• Entries provided:
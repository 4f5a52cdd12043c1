// ============================================================================
// Provider Source Interface
// Discovery of registered amount implementations
// ============================================================================

use crate::domain::ProviderDescriptor;
use std::sync::Arc;

/// Supplies the registered provider descriptors.
///
/// Each call returns an immutable snapshot in registration order; resolution
/// works on that snapshot and never writes back.
pub trait ProviderSource: Send + Sync {
    fn providers(&self) -> Arc<[ProviderDescriptor]>;
}
// ============================================================================
// Monetary Amount Library
// Arbitrary-precision amounts with canonical normalization and provider resolution
// ============================================================================

//! # Monetary Amount
//!
//! Arbitrary-precision monetary amounts for financial code.
//!
//! ## Features
//!
//! - **Canonical decimals**: every numeric input (integers, floats, big
//!   integers, big decimals, `rust_decimal` values) normalizes to one unique
//!   representation, with zero at scale 0 and no trailing fractional zeros
//! - **No binary artifacts**: floats are converted through their shortest
//!   text, so `0.1` stays `0.1`
//! - **Currency rounding** as a stateless, shareable operator
//! - **Provider resolution**: picks the amount implementation whose bounds
//!   satisfy a requested precision, scale and flavor
//!
//! ## Example
//!
//! ```rust
//! use monetary_amount::prelude::*;
//!
//! let factory = AmountFactoryBuilder::new().build().unwrap();
//!
//! // Resolution picks the implementation from the requested context
//! let context = NumericContext::builder()
//!     .with_precision(10)
//!     .with_max_scale(2)
//!     .with_flavor(AmountFlavor::Performance)
//!     .build();
//! let fast = factory.create("USD", 19.99, Some(&context)).unwrap();
//! assert_eq!(fast.amount_type(), Some(&AmountType::FAST_MONEY));
//!
//! // Rounding is applied explicitly, never on construction
//! let amount = factory.create("INR", 123456789101112.123456, None).unwrap();
//! let rounding = factory.rounding("INR", None).unwrap();
//! assert_eq!(amount.with(&rounding).to_string(), "INR 123456789101112.12");
//! ```

pub mod domain;
pub mod engine;
pub mod interfaces;
pub mod numeric;
pub mod utils;

// Re-exports for convenience
pub mod prelude {
    pub use crate::domain::{
        AmountFlavor, AmountType, AmountsConfig, CurrencyUnit, InclusionPolicy, Money,
        NumericContext, ProviderDescriptor, StaticCurrencyCatalog,
    };
    pub use crate::engine::{
        derive_rounding_spec, resolve_type, AmountFactory, AmountFactoryBuilder, DefaultRounding,
        ProviderRegistry,
    };
    pub use crate::interfaces::{CurrencyCatalog, MonetaryOperator, ProviderSource};
    pub use crate::numeric::{
        normalize, CanonicalDecimal, MathContext, MonetaryError, MonetaryResult, NumberLike,
        RoundingMode,
    };
}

• Problem:
Lines in the listing above that contain the word "never" must be copied; leave out the rest.

• Exercise response:
/// works on that snapshot and never writes back.
//! // Rounding is applied explicitly, never on construction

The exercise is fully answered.